• **Directions**
Gather all lines in the data that hold the string "style".

Segment Start: Data extracts

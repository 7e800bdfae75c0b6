use serde_json::{json, Value};
use tryon_contracts::chat::ChatMessage;
use tryon_contracts::config::PromptTemplates;
use tryon_contracts::events::EventPayload;
use tryon_contracts::{EncodedImage, TryOnError, TryOnResult};

use crate::client::Generation;

pub const COMPOSITE_GREETING: &str =
    "Voilà! Here is your new look. Let me give you some style tips...";
pub const EDIT_ACKNOWLEDGEMENT: &str =
    "Here's the updated image! One moment while I gather some style tips for you...";
pub const MISSING_INPUTS: &str = "Please upload both a person and a clothing item.";
pub const MISSING_PHOTO: &str = "Please upload your photo first.";
pub const EMPTY_MESSAGE: &str = "Please type a message for the stylist.";
pub const PRIMARY_BUSY: &str = "Another request is already in progress.";

#[derive(Debug, Clone, Copy, PartialEq, Eq)]
pub enum ImageSlot {
    Person,
    Garment,
}

impl ImageSlot {
    pub fn label(self) -> &'static str {
        match self {
            Self::Person => "person",
            Self::Garment => "garment",
        }
    }
}

#[derive(Debug, Clone, Copy, Default, PartialEq, Eq)]
pub struct LoadingFlags {
    pub composite: bool,
    pub chat_turn: bool,
    pub advice: bool,
}

impl LoadingFlags {
    pub fn primary(&self) -> bool {
        self.composite || self.chat_turn
    }

    pub fn any(&self) -> bool {
        self.primary() || self.advice
    }
}

/// Identifies the session generation a flow was started in. Completions
/// from an older generation are dropped.
#[derive(Debug, Clone, Copy, PartialEq, Eq)]
pub struct FlowTicket {
    epoch: u64,
}

#[derive(Debug, Clone, PartialEq, Eq)]
pub enum SessionEvent {
    InputLoaded(ImageSlot),
    LoadingChanged(LoadingFlags),
    ResultImage(EncodedImage),
    ResultText(String),
    ResultCleared,
    TranscriptCleared,
    MessageAppended(ChatMessage),
    ErrorChanged(Option<String>),
    Reset,
}

impl SessionEvent {
    pub fn kind(&self) -> &'static str {
        match self {
            Self::InputLoaded(_) => "input_loaded",
            Self::LoadingChanged(_) => "loading_changed",
            Self::ResultImage(_) => "result_image",
            Self::ResultText(_) => "result_text",
            Self::ResultCleared => "result_cleared",
            Self::TranscriptCleared => "transcript_cleared",
            Self::MessageAppended(_) => "message_appended",
            Self::ErrorChanged(_) => "error_changed",
            Self::Reset => "reset",
        }
    }

    /// Log payload. Image payloads are summarised, never copied.
    pub fn payload(&self) -> EventPayload {
        let value = match self {
            Self::InputLoaded(slot) => json!({ "slot": slot.label() }),
            Self::LoadingChanged(flags) => json!({
                "composite": flags.composite,
                "chat_turn": flags.chat_turn,
                "advice": flags.advice,
            }),
            Self::ResultImage(image) => json!({
                "mime_type": image.mime_type(),
                "base64_len": image.base64().len(),
            }),
            Self::ResultText(text) => json!({ "text": text }),
            Self::MessageAppended(message) => json!({
                "sender": message.sender,
                "text": message.text,
            }),
            Self::ErrorChanged(error) => json!({ "error": error }),
            Self::ResultCleared | Self::TranscriptCleared | Self::Reset => json!({}),
        };
        match value {
            Value::Object(map) => map,
            _ => EventPayload::new(),
        }
    }
}

pub struct CompositeStart {
    pub ticket: FlowTicket,
    pub person: EncodedImage,
    pub garment: EncodedImage,
}

pub struct ChatTurnStart {
    pub ticket: FlowTicket,
    pub base: EncodedImage,
    pub instruction: String,
}

pub type Events = Vec<SessionEvent>;

/// Single source of truth for one try-on session.
///
/// All mutation goes through the transition methods below; each returns
/// the events it produced. `finish_*` transitions return `None` when the
/// ticket is stale, in which case nothing changed.
#[derive(Debug, Clone, Default)]
pub struct SessionState {
    person_image: Option<EncodedImage>,
    garment_image: Option<EncodedImage>,
    result_image: Option<EncodedImage>,
    result_text: Option<String>,
    transcript: Vec<ChatMessage>,
    loading: LoadingFlags,
    advice_in_flight: u32,
    error: Option<String>,
    epoch: u64,
}

impl SessionState {
    pub fn new() -> Self {
        Self::default()
    }

    pub fn person_image(&self) -> Option<&EncodedImage> {
        self.person_image.as_ref()
    }

    pub fn garment_image(&self) -> Option<&EncodedImage> {
        self.garment_image.as_ref()
    }

    pub fn result_image(&self) -> Option<&EncodedImage> {
        self.result_image.as_ref()
    }

    pub fn result_text(&self) -> Option<&str> {
        self.result_text.as_deref()
    }

    pub fn transcript(&self) -> &[ChatMessage] {
        &self.transcript
    }

    pub fn loading(&self) -> LoadingFlags {
        self.loading
    }

    pub fn error(&self) -> Option<&str> {
        self.error.as_deref()
    }

    pub fn epoch(&self) -> u64 {
        self.epoch
    }

    pub fn is_current(&self, ticket: FlowTicket) -> bool {
        ticket.epoch == self.epoch
    }

    pub fn load_image(&mut self, slot: ImageSlot, image: EncodedImage) -> Events {
        match slot {
            ImageSlot::Person => self.person_image = Some(image),
            ImageSlot::Garment => self.garment_image = Some(image),
        }
        vec![SessionEvent::InputLoaded(slot)]
    }

    /// Surfaces a rejected request as the error banner. Always emits, so a
    /// repeated rejection is shown again.
    pub fn reject(&mut self, err: &TryOnError) -> Events {
        self.error = Some(err.to_string());
        vec![SessionEvent::ErrorChanged(self.error.clone())]
    }

    pub fn begin_composite(&mut self) -> TryOnResult<(CompositeStart, Events)> {
        if self.loading.primary() {
            return Err(TryOnError::validation(PRIMARY_BUSY));
        }
        let (Some(person), Some(garment)) = (self.person_image.clone(), self.garment_image.clone())
        else {
            return Err(TryOnError::validation(MISSING_INPUTS));
        };

        // A new composite starts a new conversation.
        self.epoch += 1;
        self.advice_in_flight = 0;
        self.loading.advice = false;
        let mut events = self.set_error(None);
        self.result_image = None;
        self.result_text = None;
        self.transcript.clear();
        events.push(SessionEvent::ResultCleared);
        events.push(SessionEvent::TranscriptCleared);
        self.loading.composite = true;
        events.push(SessionEvent::LoadingChanged(self.loading));

        Ok((
            CompositeStart {
                ticket: self.ticket(),
                person,
                garment,
            },
            events,
        ))
    }

    pub fn finish_composite(&mut self, ticket: FlowTicket, generation: &Generation) -> Option<Events> {
        if !self.is_current(ticket) {
            return None;
        }
        let mut events = Vec::new();
        if let Some(image) = generation.image.clone() {
            self.result_image = Some(image.clone());
            events.push(SessionEvent::ResultImage(image));
            self.transcript.clear();
            events.push(SessionEvent::TranscriptCleared);
            let greeting = generation
                .text
                .clone()
                .unwrap_or_else(|| COMPOSITE_GREETING.to_string());
            events.push(self.append(ChatMessage::assistant(greeting)));
        } else if let Some(text) = generation.text.clone() {
            self.result_text = Some(text.clone());
            events.push(SessionEvent::ResultText(text));
        }
        self.loading.composite = false;
        events.push(SessionEvent::LoadingChanged(self.loading));
        Some(events)
    }

    pub fn fail_composite(&mut self, ticket: FlowTicket, err: &TryOnError) -> Option<Events> {
        if !self.is_current(ticket) {
            return None;
        }
        let mut events = self.set_error(Some(format!(
            "An error occurred during virtual try-on: {err}"
        )));
        self.loading.composite = false;
        events.push(SessionEvent::LoadingChanged(self.loading));
        Some(events)
    }

    /// Starts an edit turn. The base is the latest result, else the
    /// uploaded photo; without a result the text is wrapped as a full
    /// outfit description.
    pub fn begin_chat_turn(
        &mut self,
        text: &str,
        prompts: &PromptTemplates,
    ) -> TryOnResult<(ChatTurnStart, Events)> {
        let text = text.trim();
        if text.is_empty() {
            return Err(TryOnError::validation(EMPTY_MESSAGE));
        }
        if self.loading.primary() {
            return Err(TryOnError::validation(PRIMARY_BUSY));
        }
        let (base, instruction) = match (&self.result_image, &self.person_image) {
            (Some(result), _) => (result.clone(), text.to_string()),
            (None, Some(person)) => (person.clone(), prompts.described_outfit_for(text)),
            (None, None) => return Err(TryOnError::validation(MISSING_PHOTO)),
        };

        let mut events = self.set_error(None);
        events.push(self.append(ChatMessage::user(text)));
        self.loading.chat_turn = true;
        events.push(SessionEvent::LoadingChanged(self.loading));
        Ok((
            ChatTurnStart {
                ticket: self.ticket(),
                base,
                instruction,
            },
            events,
        ))
    }

    pub fn finish_chat_turn(&mut self, ticket: FlowTicket, generation: &Generation) -> Option<Events> {
        if !self.is_current(ticket) {
            return None;
        }
        let mut events = Vec::new();
        if let Some(image) = generation.image.clone() {
            self.result_image = Some(image.clone());
            self.result_text = None;
            events.push(SessionEvent::ResultImage(image));
        }
        let reply = generation
            .text
            .clone()
            .unwrap_or_else(|| EDIT_ACKNOWLEDGEMENT.to_string());
        events.push(self.append(ChatMessage::assistant(reply)));
        self.loading.chat_turn = false;
        events.push(SessionEvent::LoadingChanged(self.loading));
        Some(events)
    }

    pub fn fail_chat_turn(&mut self, ticket: FlowTicket, err: &TryOnError) -> Option<Events> {
        if !self.is_current(ticket) {
            return None;
        }
        let events = vec![
            self.append(ChatMessage::assistant(format!(
                "Sorry, I couldn't process that. {err}"
            ))),
            self.stop_chat_turn(),
        ];
        Some(events)
    }

    pub fn begin_advice(&mut self, ticket: FlowTicket) -> Option<Events> {
        if !self.is_current(ticket) {
            return None;
        }
        self.advice_in_flight += 1;
        self.loading.advice = true;
        Some(vec![SessionEvent::LoadingChanged(self.loading)])
    }

    /// Appends exactly one assistant message: the advice or an apology.
    pub fn finish_advice(&mut self, ticket: FlowTicket, advice: &TryOnResult<String>) -> Option<Events> {
        if !self.is_current(ticket) {
            return None;
        }
        let text = match advice {
            Ok(text) => text.clone(),
            Err(err) => format!("Sorry, I couldn't get fashion advice right now. {err}"),
        };
        let mut events = vec![self.append(ChatMessage::assistant(text))];
        self.advice_in_flight = self.advice_in_flight.saturating_sub(1);
        self.loading.advice = self.advice_in_flight > 0;
        events.push(SessionEvent::LoadingChanged(self.loading));
        Some(events)
    }

    /// Back to the empty session. In-flight flows keep running but their
    /// tickets are now stale.
    pub fn reset(&mut self) -> Events {
        let epoch = self.epoch + 1;
        *self = Self {
            epoch,
            ..Self::default()
        };
        vec![
            SessionEvent::Reset,
            SessionEvent::LoadingChanged(self.loading),
        ]
    }

    fn ticket(&self) -> FlowTicket {
        FlowTicket { epoch: self.epoch }
    }

    fn append(&mut self, message: ChatMessage) -> SessionEvent {
        self.transcript.push(message.clone());
        SessionEvent::MessageAppended(message)
    }

    fn stop_chat_turn(&mut self) -> SessionEvent {
        self.loading.chat_turn = false;
        SessionEvent::LoadingChanged(self.loading)
    }

    fn set_error(&mut self, error: Option<String>) -> Events {
        if self.error == error {
            return Vec::new();
        }
        self.error = error.clone();
        vec![SessionEvent::ErrorChanged(error)]
    }
}
use tokio::sync::broadcast::error::RecvError;
use tokio::sync::broadcast::Receiver;
use tracing::warn;
use tryon_contracts::chat::Sender;
use tryon_engine::{LoadingFlags, SessionEvent};

const BOLD: &str = "\x1b[1m";
const RESET: &str = "\x1b[0m";

/// Turns session events into terminal lines: transcript, result pane,
/// error banner and the "thinking" indicator.
#[derive(Debug, Default)]
pub struct Renderer {
    last: LoadingFlags,
}

impl Renderer {
    pub fn lines_for(&mut self, event: &SessionEvent) -> Vec<String> {
        match event {
            SessionEvent::InputLoaded(slot) => vec![format!("[{} image ready]", slot.label())],
            SessionEvent::LoadingChanged(flags) => self.loading_lines(*flags),
            SessionEvent::ResultImage(image) => vec![format!(
                "[result image ready ({}); /save to download]",
                image.mime_type()
            )],
            SessionEvent::ResultText(text) => vec![format!("result: {}", format_bold(text))],
            SessionEvent::MessageAppended(message) => match message.sender {
                // The user already sees what they typed.
                Sender::User => Vec::new(),
                Sender::Assistant => vec![format!("stylist: {}", format_bold(&message.text))],
            },
            SessionEvent::ErrorChanged(Some(error)) => vec![format!("Error: {error}")],
            SessionEvent::Reset => {
                self.last = LoadingFlags::default();
                vec!["Session reset.".to_string()]
            }
            SessionEvent::ErrorChanged(None)
            | SessionEvent::ResultCleared
            | SessionEvent::TranscriptCleared => Vec::new(),
        }
    }

    fn loading_lines(&mut self, flags: LoadingFlags) -> Vec<String> {
        let mut lines = Vec::new();
        if flags.composite && !self.last.composite {
            lines.push("Generating your look...".to_string());
        }
        let thinking = flags.chat_turn || flags.advice;
        let was_thinking = self.last.chat_turn || self.last.advice;
        if thinking && !was_thinking {
            lines.push("stylist: . . .".to_string());
        }
        self.last = flags;
        lines
    }
}

pub async fn render_events(mut events: Receiver<SessionEvent>) {
    let mut renderer = Renderer::default();
    loop {
        match events.recv().await {
            Ok(event) => {
                for line in renderer.lines_for(&event) {
                    println!("{line}");
                }
            }
            Err(RecvError::Lagged(skipped)) => warn!(skipped, "renderer fell behind"),
            Err(RecvError::Closed) => break,
        }
    }
}

/// Renders `**text**` spans in bold. An unmatched marker is left as is.
pub fn format_bold(text: &str) -> String {
    let segments: Vec<&str> = text.split("**").collect();
    if segments.len() < 3 {
        return text.to_string();
    }
    let closed = if segments.len() % 2 == 1 {
        segments.len()
    } else {
        segments.len() - 1
    };
    let mut out = String::with_capacity(text.len() + 16);
    for (idx, segment) in segments[..closed].iter().enumerate() {
        if idx % 2 == 1 {
            out.push_str(BOLD);
            out.push_str(segment);
            out.push_str(RESET);
        } else {
            out.push_str(segment);
        }
    }
    if closed < segments.len() {
        out.push_str("**");
        out.push_str(segments[closed]);
    }
    out
}
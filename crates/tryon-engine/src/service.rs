use async_trait::async_trait;
use tryon_contracts::{EncodedImage, TryOnResult};

/// One unit of a request or response payload.
#[derive(Debug, Clone, PartialEq, Eq)]
pub enum ContentPart {
    InlineData { mime_type: String, data: String },
    Text(String),
}

impl ContentPart {
    pub fn image(image: &EncodedImage) -> Self {
        Self::InlineData {
            mime_type: image.mime_type().to_string(),
            data: image.base64().to_string(),
        }
    }

    pub fn text(text: impl Into<String>) -> Self {
        Self::Text(text.into())
    }

    pub fn as_text(&self) -> Option<&str> {
        match self {
            Self::Text(text) => Some(text.as_str()),
            Self::InlineData { .. } => None,
        }
    }
}

#[derive(Debug, Clone, Copy, PartialEq, Eq)]
pub enum Modality {
    Image,
    Text,
}

impl Modality {
    pub fn wire_name(self) -> &'static str {
        match self {
            Self::Image => "IMAGE",
            Self::Text => "TEXT",
        }
    }
}

#[derive(Debug, Clone, PartialEq, Eq)]
pub struct GenerateRequest {
    pub model: String,
    pub parts: Vec<ContentPart>,
    pub modalities: Vec<Modality>,
    pub system_instruction: Option<String>,
}

#[derive(Debug, Clone, Default, PartialEq, Eq)]
pub struct Candidate {
    pub parts: Vec<ContentPart>,
}

#[derive(Debug, Clone, Default, PartialEq, Eq)]
pub struct GenerateResponse {
    pub candidates: Vec<Candidate>,
}

impl GenerateResponse {
    pub fn single(parts: Vec<ContentPart>) -> Self {
        Self {
            candidates: vec![Candidate { parts }],
        }
    }
}

/// The hosted model endpoint: ordered parts in, candidates out.
#[async_trait]
pub trait GenerativeService: Send + Sync {
    fn name(&self) -> &str;
    async fn generate(&self, request: &GenerateRequest) -> TryOnResult<GenerateResponse>;
}

#[async_trait]
impl<T: GenerativeService + ?Sized> GenerativeService for Box<T> {
    fn name(&self) -> &str {
        (**self).name()
    }

    async fn generate(&self, request: &GenerateRequest) -> TryOnResult<GenerateResponse> {
        (**self).generate(request).await
    }
}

Segment End: Data extracts

• **Solution to this exercise**
    "Voilà! Here is your new look. Let me give you some style tips...";
    "Here's the updated image! One moment while I gather some style tips for you...";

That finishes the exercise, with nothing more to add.